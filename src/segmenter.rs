//! GPS track segmentation
//!
//! Splits a time-ordered fix sequence into maximal runs sharing one
//! remote-control status, additionally breaking a run wherever the gap to
//! the next fix exceeds a threshold. Every break records the index of the
//! fix before it so the caller can draw a low-emphasis connector across
//! the boundary.

use std::collections::BTreeSet;

use chrono::Duration;

use crate::error::{Result, TrackError};
use crate::types::{Fix, Segment, SegmentedTrack};

/// Gap above which a run is broken, in seconds
pub const DEFAULT_GAP_THRESHOLD_SECS: i64 = 30;

/// Segment a fix sequence by RC status and time gaps
///
/// The fixes must be ordered by timestamp. Runs end when the RC status
/// flips or when the gap to the next fix exceeds `gap_threshold`; the
/// last fix has no successor and never triggers a gap break. A run of a
/// single fix still yields a one-point segment.
///
/// # Errors
/// `InvalidInput` when `fixes` is empty or `gap_threshold` is not
/// positive.
pub fn segment_track(fixes: &[Fix], gap_threshold: Duration) -> Result<SegmentedTrack> {
    if fixes.is_empty() {
        return Err(TrackError::InvalidInput(
            "fix sequence is empty".to_string(),
        ));
    }
    if gap_threshold <= Duration::zero() {
        return Err(TrackError::InvalidInput(format!(
            "gap threshold must be positive, got {}s",
            gap_threshold.num_seconds()
        )));
    }

    let mut segments = Vec::new();
    let mut link_indexes = BTreeSet::new();
    let mut n = 0;

    while n < fixes.len() {
        let status = fixes[n].remote_control;
        let mut points = Vec::new();

        while n < fixes.len() && fixes[n].remote_control == status {
            if n > 0 && fixes[n - 1].remote_control != status {
                // Status switched between n-1 and n
                link_indexes.insert(n - 1);
            }
            points.push(fixes[n].point());

            if gap_after(fixes, n, gap_threshold) {
                // Current fix ends the run, connector spans the gap
                link_indexes.insert(n);
                n += 1;
                break;
            }
            n += 1;
        }

        if !points.is_empty() {
            segments.push(Segment {
                points,
                remote_control: status,
            });
        }
    }

    Ok(SegmentedTrack {
        segments,
        link_indexes,
    })
}

/// True when the gap between fix `n` and fix `n + 1` exceeds the threshold
fn gap_after(fixes: &[Fix], n: usize, threshold: Duration) -> bool {
    match fixes.get(n + 1) {
        Some(next) => next.timestamp - fixes[n].timestamp > threshold,
        None => false,
    }
}

#[cfg(test)]
mod tests {
    use super::*;
    use chrono::NaiveDate;

    fn fix(offset_secs: i64, remote_control: bool) -> Fix {
        let base = NaiveDate::from_ymd_opt(2018, 7, 4)
            .unwrap()
            .and_hms_opt(12, 0, 0)
            .unwrap();
        Fix {
            timestamp: base + Duration::seconds(offset_secs),
            latitude: 60.1 + offset_secs as f64 * 1e-4,
            longitude: 19.9 + offset_secs as f64 * 1e-4,
            remote_control,
        }
    }

    fn threshold() -> Duration {
        Duration::seconds(DEFAULT_GAP_THRESHOLD_SECS)
    }

    #[test]
    fn test_empty_input_is_rejected() {
        let err = segment_track(&[], threshold()).unwrap_err();
        assert!(matches!(err, TrackError::InvalidInput(_)));
    }

    #[test]
    fn test_non_positive_threshold_is_rejected() {
        let fixes = vec![fix(0, true)];
        assert!(segment_track(&fixes, Duration::seconds(0)).is_err());
        assert!(segment_track(&fixes, Duration::seconds(-5)).is_err());
    }

    #[test]
    fn test_single_fix_yields_one_point_segment() {
        let fixes = vec![fix(0, true)];
        let track = segment_track(&fixes, threshold()).unwrap();
        assert_eq!(track.segments.len(), 1);
        assert_eq!(track.segments[0].len(), 1);
        assert!(track.segments[0].remote_control);
        assert!(track.link_indexes.is_empty());
    }

    #[test]
    fn test_uniform_track_is_one_segment() {
        let fixes = vec![fix(0, false), fix(10, false), fix(20, false), fix(30, false)];
        let track = segment_track(&fixes, threshold()).unwrap();
        assert_eq!(track.segments.len(), 1);
        assert_eq!(track.segments[0].len(), 4);
        assert!(track.link_indexes.is_empty());
    }

    #[test]
    fn test_time_gap_breaks_run() {
        // Fixes at 0s, 10s, 50s: the 40s gap after index 1 breaks the run
        let fixes = vec![fix(0, true), fix(10, true), fix(50, true)];
        let track = segment_track(&fixes, threshold()).unwrap();

        assert_eq!(track.segments.len(), 2);
        assert_eq!(track.segments[0].len(), 2);
        assert_eq!(track.segments[1].len(), 1);
        assert!(track.segments.iter().all(|s| s.remote_control));
        assert_eq!(track.link_indexes, BTreeSet::from([1]));
    }

    #[test]
    fn test_gap_exactly_at_threshold_does_not_break() {
        let fixes = vec![fix(0, true), fix(30, true)];
        let track = segment_track(&fixes, threshold()).unwrap();
        assert_eq!(track.segments.len(), 1);
        assert!(track.link_indexes.is_empty());
    }

    #[test]
    fn test_gap_after_first_fix_breaks() {
        let fixes = vec![fix(0, false), fix(120, false), fix(130, false)];
        let track = segment_track(&fixes, threshold()).unwrap();
        assert_eq!(track.segments.len(), 2);
        assert_eq!(track.link_indexes, BTreeSet::from([0]));
    }

    #[test]
    fn test_alternating_status_yields_single_point_segments() {
        // T, F, T at 0s, 10s, 20s: three one-point segments, links {0, 1}
        let fixes = vec![fix(0, true), fix(10, false), fix(20, true)];
        let track = segment_track(&fixes, threshold()).unwrap();

        assert_eq!(track.segments.len(), 3);
        assert!(track.segments.iter().all(|s| s.len() == 1));
        assert_eq!(
            track
                .segments
                .iter()
                .map(|s| s.remote_control)
                .collect::<Vec<_>>(),
            vec![true, false, true]
        );
        assert_eq!(track.link_indexes, BTreeSet::from([0, 1]));
    }

    #[test]
    fn test_status_switch_and_gap_at_same_boundary_link_once() {
        // Status flips between 1 and 2 while the same boundary also gaps;
        // the set keeps a single connector for index 1
        let fixes = vec![fix(0, true), fix(10, true), fix(60, false), fix(70, false)];
        let track = segment_track(&fixes, threshold()).unwrap();

        assert_eq!(track.segments.len(), 2);
        assert_eq!(track.link_indexes, BTreeSet::from([1]));
    }

    #[test]
    fn test_segments_are_status_homogeneous_and_cover_input() {
        let fixes = vec![
            fix(0, true),
            fix(10, true),
            fix(20, false),
            fix(80, false),
            fix(90, true),
            fix(100, true),
            fix(200, true),
        ];
        let track = segment_track(&fixes, threshold()).unwrap();

        // Coverage: flattened segment points reproduce the input in order
        let flattened = track.all_points();
        let original: Vec<_> = fixes.iter().map(Fix::point).collect();
        assert_eq!(flattened, original);

        // Link indexes hold exactly the boundaries with a switch or a gap
        let expected: BTreeSet<usize> = (0..fixes.len() - 1)
            .filter(|&i| {
                fixes[i].remote_control != fixes[i + 1].remote_control
                    || fixes[i + 1].timestamp - fixes[i].timestamp > threshold()
            })
            .collect();
        assert_eq!(track.link_indexes, expected);

        // Time contiguity inside each segment
        let mut offset = 0;
        for segment in &track.segments {
            for pair in fixes[offset..offset + segment.len()].windows(2) {
                assert!(pair[1].timestamp - pair[0].timestamp <= threshold());
                assert_eq!(pair[0].remote_control, pair[1].remote_control);
            }
            offset += segment.len();
        }
    }
}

####################

* **The problem**
Return the listing in full, matching each word exactly.

* **The answer**
filename src/segmenter.rs
//! GPS track segmentation
//!
//! Splits a time-ordered fix sequence into maximal runs sharing one
//! remote-control status, additionally breaking a run wherever the gap to
//! the next fix exceeds a threshold. Every break records the index of the
//! fix before it so the caller can draw a low-emphasis connector across
//! the boundary.

use std::collections::BTreeSet;

use chrono::Duration;

use crate::error::{Result, TrackError};
use crate::types::{Fix, Segment, SegmentedTrack};

/// Gap above which a run is broken, in seconds
pub const DEFAULT_GAP_THRESHOLD_SECS: i64 = 30;

/// Segment a fix sequence by RC status and time gaps
///
/// The fixes must be ordered by timestamp. Runs end when the RC status
/// flips or when the gap to the next fix exceeds `gap_threshold`; the
/// last fix has no successor and never triggers a gap break. A run of a
/// single fix still yields a one-point segment.
///
/// # Errors
/// `InvalidInput` when `fixes` is empty or `gap_threshold` is not
/// positive.
pub fn segment_track(fixes: &[Fix], gap_threshold: Duration) -> Result<SegmentedTrack> {
    if fixes.is_empty() {
        return Err(TrackError::InvalidInput(
            "fix sequence is empty".to_string(),
        ));
    }
    if gap_threshold <= Duration::zero() {
        return Err(TrackError::InvalidInput(format!(
            "gap threshold must be positive, got {}s",
            gap_threshold.num_seconds()
        )));
    }

    let mut segments = Vec::new();
    let mut link_indexes = BTreeSet::new();
    let mut n = 0;

    while n < fixes.len() {
        let status = fixes[n].remote_control;
        let mut points = Vec::new();

        while n < fixes.len() && fixes[n].remote_control == status {
            if n > 0 && fixes[n - 1].remote_control != status {
                // Status switched between n-1 and n
                link_indexes.insert(n - 1);
            }
            points.push(fixes[n].point());

            if gap_after(fixes, n, gap_threshold) {
                // Current fix ends the run, connector spans the gap
                link_indexes.insert(n);
                n += 1;
                break;
            }
            n += 1;
        }

        if !points.is_empty() {
            segments.push(Segment {
                points,
                remote_control: status,
            });
        }
    }

    Ok(SegmentedTrack {
        segments,
        link_indexes,
    })
}

/// True when the gap between fix `n` and fix `n + 1` exceeds the threshold
fn gap_after(fixes: &[Fix], n: usize, threshold: Duration) -> bool {
    match fixes.get(n + 1) {
        Some(next) => next.timestamp - fixes[n].timestamp > threshold,
        None => false,
    }
}

#[cfg(test)]
mod tests {
    use super::*;
    use chrono::NaiveDate;

    fn fix(offset_secs: i64, remote_control: bool) -> Fix {
        let base = NaiveDate::from_ymd_opt(2018, 7, 4)
            .unwrap()
            .and_hms_opt(12, 0, 0)
            .unwrap();
        Fix {
            timestamp: base + Duration::seconds(offset_secs),
            latitude: 60.1 + offset_secs as f64 * 1e-4,
            longitude: 19.9 + offset_secs as f64 * 1e-4,
            remote_control,
        }
    }

    fn threshold() -> Duration {
        Duration::seconds(DEFAULT_GAP_THRESHOLD_SECS)
    }

    #[test]
    fn test_empty_input_is_rejected() {
        let err = segment_track(&[], threshold()).unwrap_err();
        assert!(matches!(err, TrackError::InvalidInput(_)));
    }

    #[test]
    fn test_non_positive_threshold_is_rejected() {
        let fixes = vec![fix(0, true)];
        assert!(segment_track(&fixes, Duration::seconds(0)).is_err());
        assert!(segment_track(&fixes, Duration::seconds(-5)).is_err());
    }

    #[test]
    fn test_single_fix_yields_one_point_segment() {
        let fixes = vec![fix(0, true)];
        let track = segment_track(&fixes, threshold()).unwrap();
        assert_eq!(track.segments.len(), 1);
        assert_eq!(track.segments[0].len(), 1);
        assert!(track.segments[0].remote_control);
        assert!(track.link_indexes.is_empty());
    }

    #[test]
    fn test_uniform_track_is_one_segment() {
        let fixes = vec![fix(0, false), fix(10, false), fix(20, false), fix(30, false)];
        let track = segment_track(&fixes, threshold()).unwrap();
        assert_eq!(track.segments.len(), 1);
        assert_eq!(track.segments[0].len(), 4);
        assert!(track.link_indexes.is_empty());
    }

    #[test]
    fn test_time_gap_breaks_run() {
        // Fixes at 0s, 10s, 50s: the 40s gap after index 1 breaks the run
        let fixes = vec![fix(0, true), fix(10, true), fix(50, true)];
        let track = segment_track(&fixes, threshold()).unwrap();

        assert_eq!(track.segments.len(), 2);
        assert_eq!(track.segments[0].len(), 2);
        assert_eq!(track.segments[1].len(), 1);
        assert!(track.segments.iter().all(|s| s.remote_control));
        assert_eq!(track.link_indexes, BTreeSet::from([1]));
    }

    #[test]
    fn test_gap_exactly_at_threshold_does_not_break() {
        let fixes = vec![fix(0, true), fix(30, true)];
        let track = segment_track(&fixes, threshold()).unwrap();
        assert_eq!(track.segments.len(), 1);
        assert!(track.link_indexes.is_empty());
    }

    #[test]
    fn test_gap_after_first_fix_breaks() {
        let fixes = vec![fix(0, false), fix(120, false), fix(130, false)];
        let track = segment_track(&fixes, threshold()).unwrap();
        assert_eq!(track.segments.len(), 2);
        assert_eq!(track.link_indexes, BTreeSet::from([0]));
    }

    #[test]
    fn test_alternating_status_yields_single_point_segments() {
        // T, F, T at 0s, 10s, 20s: three one-point segments, links {0, 1}
        let fixes = vec![fix(0, true), fix(10, false), fix(20, true)];
        let track = segment_track(&fixes, threshold()).unwrap();

        assert_eq!(track.segments.len(), 3);
        assert!(track.segments.iter().all(|s| s.len() == 1));
        assert_eq!(
            track
                .segments
                .iter()
                .map(|s| s.remote_control)
                .collect::<Vec<_>>(),
            vec![true, false, true]
        );
        assert_eq!(track.link_indexes, BTreeSet::from([0, 1]));
    }

    #[test]
    fn test_status_switch_and_gap_at_same_boundary_link_once() {
        // Status flips between 1 and 2 while the same boundary also gaps;
        // the set keeps a single connector for index 1
        let fixes = vec![fix(0, true), fix(10, true), fix(60, false), fix(70, false)];
        let track = segment_track(&fixes, threshold()).unwrap();

        assert_eq!(track.segments.len(), 2);
        assert_eq!(track.link_indexes, BTreeSet::from([1]));
    }

    #[test]
    fn test_segments_are_status_homogeneous_and_cover_input() {
        let fixes = vec![
            fix(0, true),
            fix(10, true),
            fix(20, false),
            fix(80, false),
            fix(90, true),
            fix(100, true),
            fix(200, true),
        ];
        let track = segment_track(&fixes, threshold()).unwrap();

        // Coverage: flattened segment points reproduce the input in order
        let flattened = track.all_points();
        let original: Vec<_> = fixes.iter().map(Fix::point).collect();
        assert_eq!(flattened, original);

        // Link indexes hold exactly the boundaries with a switch or a gap
        let expected: BTreeSet<usize> = (0..fixes.len() - 1)
            .filter(|&i| {
                fixes[i].remote_control != fixes[i + 1].remote_control
                    || fixes[i + 1].timestamp - fixes[i].timestamp > threshold()
            })
            .collect();
        assert_eq!(track.link_indexes, expected);

        // Time contiguity inside each segment
        let mut offset = 0;
        for segment in &track.segments {
            for pair in fixes[offset..offset + segment.len()].windows(2) {
                assert!(pair[1].timestamp - pair[0].timestamp <= threshold());
                assert_eq!(pair[0].remote_control, pair[1].remote_control);
            }
            offset += segment.len();
        }
    }
}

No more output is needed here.